I’ve only written two, peer-reviewed scientific articles, but both were great adventures. I’d love to do more original scientific research, but I doubt the National Science Foundation will give a grant to someone who’s never spent a single day in graduate school.
The first and by far more important article was:
“Modelling the Recent Common Ancestry of All Living Humans” by Douglas L. T. Rhode, Steve Olson, and Joseph T. Chang, Nature 431(2004):562-566
The idea at the heart of that paper occurred to me when I was writing my book Mapping Human History: Genes, Race, and Our Common Origins. While working on one of the chapters, I asked myself the following question: If ancestors are considered in conventional terms — as a person’s parents, grandparents, great-grandparents, and so on — who was the most recent common ancestor (MCRA) of all living humans? In other words, if everyone knew exactly who their direct ancestors were and could draw a tree of those ancestors extending indefinitely into the past, who is the first person going back in time who is an ancestor of everyone living today?
I soon discovered that the question had never been answered before, and for a good reason: it’s a very hard question. It depends on the detailed migration, mating, and survival patterns of humans over hundreds and thousands of years.
But someone had done work on a much simpler version of the question. A professor of statistics at Yale, Joe Chang, published a paper in 1999 proving that the number of generations back to the MRCA in a randomly mating population is surprisingly small. (Here’s how small, for those who remember a little high school mathematics.)
The problem is that human populations don’t mate randomly. Random mating would mean that you or I have an equal chance of marrying and having children with any other person in the world. But we’re much more likely to have children with people we know, who live near us, who speak the same language as us, or are from the same social class as us. The nonrandom nature of human mating patterns is what makes the problem so hard.

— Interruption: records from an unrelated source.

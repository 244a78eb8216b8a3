//! Digilent PMOD 8LD: eight LEDs, LED`n` on bit `n`.

use embedded_hal::digital::StatefulOutputPin;

use super::pin_bank::OutputBank;
use super::traits::OutputPort;
use crate::error::Result;

pub const ALL_OFF: u8 = 0x00;
pub const ALL_ON: u8 = 0xFF;
pub const LOW_NIBBLE: u8 = 0x0F;
pub const HIGH_NIBBLE: u8 = 0xF0;
/// LEDs 0, 2, 4 and 6.
pub const EVEN: u8 = 0x55;
/// LEDs 1, 3, 5 and 7.
pub const ODD: u8 = 0xAA;

pub struct Pmod8Ld<P> {
    bank: OutputBank<P, 8>,
}

impl<P: StatefulOutputPin> Pmod8Ld<P> {
    /// Pins are taken in LED0..LED7 order. All LEDs start off.
    pub fn new(pins: [P; 8]) -> Result<Self> {
        let mut leds = Self {
            bank: OutputBank::new(pins),
        };
        leds.write(ALL_OFF)?;
        Ok(leds)
    }
}

impl<P: StatefulOutputPin> OutputPort for Pmod8Ld<P> {
    const WIDTH: u8 = 8;

    fn write(&mut self, value: u8) -> Result<u8> {
        self.bank.write(value)
    }

    fn state(&mut self) -> Result<u8> {
        self.bank.state()
    }
}
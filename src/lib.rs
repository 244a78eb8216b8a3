//! Button and slide-switch driven LED patterns for a Blue Pill carrying a
//! PMOD 8LD and a PMOD SWT module.
//!
//! Everything except [`board`] is written against the `embedded-hal` traits
//! and builds on the host, where the unit tests run against the mock bench in
//! `hardware::mock`.

#![cfg_attr(not(test), no_std)]

// This mod MUST go first, so that the others see its macros.
mod fmt;

pub mod config;
pub mod controller;
pub mod error;
pub mod hardware;
pub mod patterns;

#[cfg(target_os = "none")]
pub mod board;

pub use error::{Error, Result};
//! Tinct Core Primitives
//!
//! This crate provides the foundational primitives for the Tinct UI toolkit:
//!
//! - **Colors**: RGBA color values with hex and CSS-string parsing
//! - **Events**: platform-agnostic UI event model (pointer, focus, keyboard)
//! - **Interaction state**: the flag vocabulary and per-instance state that
//!   drives themed style overrides
//!
//! # Example
//!
//! ```rust
//! use tinct_core::{Flag, InteractionState};
//!
//! // Interaction state is a plain value object. Replacing it wholesale is
//! // how components move between visual states.
//! let idle = InteractionState::default();
//! let pressed = InteractionState::from_flags(&[Flag::Active]);
//!
//! assert!(idle.is_empty());
//! assert!(pressed.contains(Flag::Active));
//! assert!(!pressed.contains(Flag::Hover));
//! ```

pub mod color;
pub mod events;
pub mod interaction;

pub use color::Color;
pub use events::{Event, EventData, EventType};
pub use interaction::{Flag, InteractionState, FLAG_MERGE_ORDER};
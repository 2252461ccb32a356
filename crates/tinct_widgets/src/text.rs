//! Text widget
//!
//! Non-interactive styled text. Appearance selects the color role, category
//! the type scale; both come straight from the mapping.

use tinct_style::ResolvedStyle;
use tinct_theme::{ThemeError, ThemeRegistry};

use crate::styled::{Presentation, Styled};

/// Presentation component behind [`Text`]
pub struct TextBody {
    content: String,
    style: ResolvedStyle,
}

impl Presentation for TextBody {
    const NAME: &'static str = "Text";

    fn apply_style(&mut self, style: &ResolvedStyle) {
        self.style = style.group("text");
    }
}

/// Styled text run
pub struct Text {
    styled: Styled<TextBody>,
}

impl Text {
    /// Create a text run mounted under the process-wide registry
    pub fn new(content: impl Into<String>) -> Result<Self, ThemeError> {
        Self::mount_in(content, &ThemeRegistry::global())
    }

    /// Create a text run mounted under the given registry
    pub fn mount_in(
        content: impl Into<String>,
        registry: &ThemeRegistry,
    ) -> Result<Self, ThemeError> {
        let body = TextBody {
            content: content.into(),
            style: ResolvedStyle::default(),
        };
        Ok(Self {
            styled: Styled::mount_in(body, registry)?,
        })
    }

    pub fn content(&self) -> &str {
        &self.styled.inner().content
    }

    pub fn set_content(&mut self, content: impl Into<String>) {
        self.styled.inner_mut().content = content.into();
    }

    /// The text sub-style (color, font size) for the current render
    pub fn style(&self) -> &ResolvedStyle {
        &self.styled.inner().style
    }

    /// Color role: `default`, `hint` or `alternative`
    pub fn set_appearance(&mut self, value: impl Into<String>) -> Result<(), ThemeError> {
        self.styled.set_appearance(value)
    }

    /// Type-scale category (`h1`, `p1`, `c1`, ...), carried on the size
    /// dimension
    pub fn set_category(&mut self, value: impl Into<String>) -> Result<(), ThemeError> {
        self.styled.set_size(value)
    }

    /// Re-resolve after a theme swap
    pub fn refresh(&mut self) -> Result<(), ThemeError> {
        self.styled.refresh()
    }
}

#[cfg(test)]
mod tests {
    use super::*;
    use tinct_theme::presets::{self, ColorScheme};

    fn registry() -> ThemeRegistry {
        let registry = ThemeRegistry::new();
        registry
            .install(presets::scope_config(ColorScheme::Light))
            .unwrap();
        registry
    }

    #[test]
    fn default_text_resolves_color_and_size() {
        let registry = registry();
        let text = Text::mount_in("hello", &registry).unwrap();
        assert!(text.style().string("color").is_some());
        assert_eq!(text.style().number("fontSize"), Some(15.0));
    }

    #[test]
    fn category_changes_font_size() {
        let registry = registry();
        let mut text = Text::mount_in("Heading", &registry).unwrap();
        text.set_category("h1").unwrap();
        assert_eq!(text.style().number("fontSize"), Some(36.0));
    }

    #[test]
    fn hint_appearance_changes_color() {
        let registry = registry();
        let mut text = Text::mount_in("hint", &registry).unwrap();
        let basic = text.style().string("color").map(str::to_owned);
        text.set_appearance("hint").unwrap();
        assert_ne!(text.style().string("color").map(str::to_owned), basic);
    }

    #[test]
    fn theme_swap_restyles_on_refresh() {
        let registry = registry();
        let mut text = Text::mount_in("hello", &registry).unwrap();
        let light = text.style().string("color").map(str::to_owned);

        registry
            .swap_current(presets::scope_config(ColorScheme::Dark))
            .unwrap();
        text.refresh().unwrap();
        assert_ne!(text.style().string("color").map(str::to_owned), light);
    }
}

I called Joe on the phone and we talked about how you might solve the more general problem — he had already started thinking about the complications. Meanwhile, I began reading some of the work that was just then coming out on what are called small world networks. A small world network typically consists of clusters of objects (whether points on a paper, networked computers, interacting proteins, or whatever) that share many interconnections. These clusters are in turn linked to other clusters by occasional interconnections that occur more or less at random. The remarkable thing about a small world network is that even when the clusters are loosely connected, the network as a whole can exhibit behavior much like that of a single tightly connected cluster.
One day, while flying back to Washington, D.C., from California, it suddenly occurred to me that human mating patterns form excellent small world networks. In that case, the MRCA of the human population shouldn’t have lived much earlier than the MRCA of a similarly sized population that mated randomly.

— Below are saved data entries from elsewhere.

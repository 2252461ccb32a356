//! Tinct Theme System
//!
//! Process-wide ownership of the active `{mapping, tokens}` pair.
//!
//! # Overview
//!
//! - **[`ThemeRegistry`]**: provider scopes with explicit init/swap/teardown;
//!   nested scopes shadow outer ones for their subtree
//! - **Documents**: mappings and token sets load from JSON or TOML artifacts
//! - **[`presets`]**: a built-in mapping plus light/dark token stores
//!   covering every shipped widget
//!
//! # Quick Start
//!
//! ```rust
//! use tinct_theme::presets::{self, ColorScheme};
//! use tinct_theme::ThemeRegistry;
//!
//! let registry = ThemeRegistry::new();
//! registry.install(presets::scope_config(ColorScheme::Light)).unwrap();
//!
//! // Widgets mounted from here resolve against the light theme. Swapping
//! // replaces the pair wholesale and invalidates every resolution cache.
//! registry
//!     .swap_current(presets::scope_config(ColorScheme::Dark))
//!     .unwrap();
//! ```
//!
//! # Swap semantics
//!
//! The active pair is never mutated in place. A swap builds the merged
//! mapping, eagerly validates it against every component name currently in
//! use, and only then publishes the new scope data with a bumped generation
//! counter — readers observe an atomic before/after, never a torn
//! intermediate state.

pub mod document;
pub mod error;
pub mod presets;
pub mod registry;

pub use document::{mapping_from_json, mapping_from_toml, tokens_from_json, tokens_from_toml};
pub use error::ThemeError;
pub use registry::{ScopeConfig, ScopeData, ScopeGuard, ScopeId, ThemeRegistry};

I was sufficiently confident in my conclusion to publish it as a conjecture in my book. I wrote that the most recent common ancestor of all living humans must have lived just a few thousand years ago, and that most if not all of the world’s population must therefore be descended from prominent historical figures who lived in the first millennium BC. But when the book came out, several geneticists wrote in reviews that my ideas about ancestry couldn’t possibly be right. So I started talking with Joe again about writing a paper to prove the point. Meanwhile, a computer scientist at MIT named Doug Rohde, who was working on neural networks, heard me talking about our common ancestry on a radio show. He, too, immediately assumed that the idea was daft, but he realized that he could build a computer model that would simulate the mating of realistically sized human populations over thousands of years. When Joe and I heard that he was working on the problem, we invited him to join in our collaboration.

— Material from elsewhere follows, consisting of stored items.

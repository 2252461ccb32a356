//! Button widget
//!
//! The Button widget provides:
//! - Variant props: appearance (`filled`/`outline`/`ghost`), status, size
//! - Themed visual states: hover, focused, active, disabled
//! - Press detection with an `on_press` callback
//!
//! Press-in dispatches `{active}`, press-out dispatches `{}` — the widget
//! always describes its complete interaction state.

use tinct_core::{Event, Flag};
use tinct_style::ResolvedStyle;
use tinct_theme::{ThemeError, ThemeRegistry};

use crate::icon::{Icon, IconRegistry};
use crate::styled::{Dispatch, Presentation, Styled};

/// The grouped style a button renders
#[derive(Clone, Debug, Default)]
pub struct ButtonStyle {
    pub container: ResolvedStyle,
    pub text: ResolvedStyle,
    pub icon: ResolvedStyle,
}

/// Presentation component behind [`Button`]
pub struct ButtonBody {
    label: String,
    icon_name: Option<String>,
    disabled: bool,
    pressed: bool,
    clicked: bool,
    style: ButtonStyle,
    on_press: Option<Box<dyn FnMut() + Send>>,
}

impl ButtonBody {
    fn new(label: String) -> Self {
        Self {
            label,
            icon_name: None,
            disabled: false,
            pressed: false,
            clicked: false,
            style: ButtonStyle::default(),
            on_press: None,
        }
    }
}

impl Presentation for ButtonBody {
    const NAME: &'static str = "Button";

    fn apply_style(&mut self, style: &ResolvedStyle) {
        self.style = ButtonStyle {
            container: style.without_prefixes(&["text", "icon"]),
            text: style.group("text"),
            icon: style.group("icon"),
        };
    }

    fn on_pointer_enter(&mut self, dispatch: &mut Dispatch) {
        if !self.disabled {
            dispatch.dispatch(&[Flag::Hover]);
        }
    }

    fn on_pointer_leave(&mut self, dispatch: &mut Dispatch) {
        self.pressed = false;
        if !self.disabled {
            dispatch.dispatch(&[]);
        }
    }

    fn on_pointer_down(&mut self, dispatch: &mut Dispatch) {
        if !self.disabled {
            self.pressed = true;
            dispatch.dispatch(&[Flag::Active]);
        }
    }

    fn on_pointer_up(&mut self, dispatch: &mut Dispatch) {
        if !self.disabled {
            if self.pressed {
                self.clicked = true;
                if let Some(callback) = self.on_press.as_mut() {
                    callback();
                }
            }
            self.pressed = false;
            dispatch.dispatch(&[]);
        }
    }

    fn on_focus(&mut self, dispatch: &mut Dispatch) {
        if !self.disabled {
            dispatch.dispatch(&[Flag::Focused]);
        }
    }

    fn on_blur(&mut self, dispatch: &mut Dispatch) {
        if !self.disabled {
            dispatch.dispatch(&[]);
        }
    }
}

/// Styled button
pub struct Button {
    styled: Styled<ButtonBody>,
}

impl Button {
    /// Create a button mounted under the process-wide registry
    pub fn new(label: impl Into<String>) -> Result<Self, ThemeError> {
        Self::mount_in(label, &ThemeRegistry::global())
    }

    /// Create a button mounted under the given registry
    pub fn mount_in(
        label: impl Into<String>,
        registry: &ThemeRegistry,
    ) -> Result<Self, ThemeError> {
        Ok(Self {
            styled: Styled::mount_in(ButtonBody::new(label.into()), registry)?,
        })
    }

    pub fn label(&self) -> &str {
        &self.styled.inner().label
    }

    /// The grouped style for the current render
    pub fn style(&self) -> &ButtonStyle {
        &self.styled.inner().style
    }

    pub fn set_appearance(&mut self, value: impl Into<String>) -> Result<(), ThemeError> {
        self.styled.set_appearance(value)
    }

    pub fn set_status(&mut self, value: impl Into<String>) -> Result<(), ThemeError> {
        self.styled.set_status(value)
    }

    pub fn set_size(&mut self, value: impl Into<String>) -> Result<(), ThemeError> {
        self.styled.set_size(value)
    }

    pub fn set_disabled(&mut self, disabled: bool) -> Result<(), ThemeError> {
        self.styled.inner_mut().disabled = disabled;
        self.styled.set_disabled(disabled)
    }

    /// Name of the icon rendered next to the label, looked up in the default
    /// icon pack
    pub fn set_icon(&mut self, name: impl Into<String>) {
        self.styled.inner_mut().icon_name = Some(name.into());
    }

    /// The button's icon from the given icon registry
    pub fn icon(&self, icons: &IconRegistry) -> Option<Icon> {
        icons.icon(self.styled.inner().icon_name.as_deref()?)
    }

    pub fn set_on_press<F: FnMut() + Send + 'static>(&mut self, callback: F) {
        self.styled.inner_mut().on_press = Some(Box::new(callback));
    }

    /// Route a raw input event through the button
    pub fn handle_event(&mut self, event: &Event) -> Result<(), ThemeError> {
        self.styled.handle_event(event)
    }

    /// Re-resolve after a theme swap
    pub fn refresh(&mut self) -> Result<(), ThemeError> {
        self.styled.refresh()
    }

    /// Check if the button was pressed (and clear the flag)
    pub fn was_pressed(&mut self) -> bool {
        std::mem::take(&mut self.styled.inner_mut().clicked)
    }
}

/// Create a button with a label (builder form)
pub fn button(label: impl Into<String>) -> ButtonBuilder {
    ButtonBuilder {
        label: label.into(),
        appearance: None,
        status: None,
        size: None,
        disabled: false,
        icon: None,
        on_press: None,
    }
}

/// Builder for creating buttons
pub struct ButtonBuilder {
    label: String,
    appearance: Option<String>,
    status: Option<String>,
    size: Option<String>,
    disabled: bool,
    icon: Option<String>,
    on_press: Option<Box<dyn FnMut() + Send>>,
}

impl ButtonBuilder {
    pub fn appearance(mut self, value: impl Into<String>) -> Self {
        self.appearance = Some(value.into());
        self
    }

    pub fn status(mut self, value: impl Into<String>) -> Self {
        self.status = Some(value.into());
        self
    }

    pub fn size(mut self, value: impl Into<String>) -> Self {
        self.size = Some(value.into());
        self
    }

    pub fn disabled(mut self, disabled: bool) -> Self {
        self.disabled = disabled;
        self
    }

    pub fn icon(mut self, name: impl Into<String>) -> Self {
        self.icon = Some(name.into());
        self
    }

    pub fn on_press<F: FnMut() + Send + 'static>(mut self, callback: F) -> Self {
        self.on_press = Some(Box::new(callback));
        self
    }

    /// Build the button under the process-wide registry
    pub fn build(self) -> Result<Button, ThemeError> {
        self.build_in(&ThemeRegistry::global())
    }

    /// Build the button under the given registry
    pub fn build_in(self, registry: &ThemeRegistry) -> Result<Button, ThemeError> {
        let mut button = Button::mount_in(self.label, registry)?;
        if let Some(value) = self.appearance {
            button.set_appearance(value)?;
        }
        if let Some(value) = self.status {
            button.set_status(value)?;
        }
        if let Some(value) = self.size {
            button.set_size(value)?;
        }
        if self.disabled {
            button.set_disabled(true)?;
        }
        if let Some(name) = self.icon {
            button.set_icon(name);
        }
        button.styled.inner_mut().on_press = self.on_press;
        Ok(button)
    }
}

Doing research with Joe and Doug for a year or two was a fascinating experience. For one thing, I got to see how a scientific collaboration works. I don’t think any of us could have published a paper on this subject — especially in Nature — working by ourselves. The paper wouldn’t have worked without the unique contributions each of us made to it. I also got to see aspects of scientific publishing that I’d heard about but never experienced before: the capriciousness of who you get as reviewers and what those reviewers say, the influence a good editor has on a paper’s progress, the churning of the publicity machine at a major journal, the challenge of getting a paper noticed once it’s published.
The other peer-reviewed paper was:
“The Use of Racial, Ethnic, and Ancestral Categories in Human Genetics Research,” American Journal of Human Genetics, Vol. 77, No. 4, October 2005
The story behind this paper is much more prosaic. In 2004 I began working on a white paper for the National Human Genetics Research Institute at the National Institutes of Health on how considerations of race and ethnicity influence genetics research. The paper served as background reading for a meeting that fall, and after the meeting Francis Collins, the director of NHGRI, suggested that the paper that the paper be revised and submitted to the American Journal of Human Genetics. After a long series of reviews and revisions, AJHG published the paper in October 2005. The paper’s a pretty good review of the historical, cultural, and biological factors that influence how we think about race and ethnicity.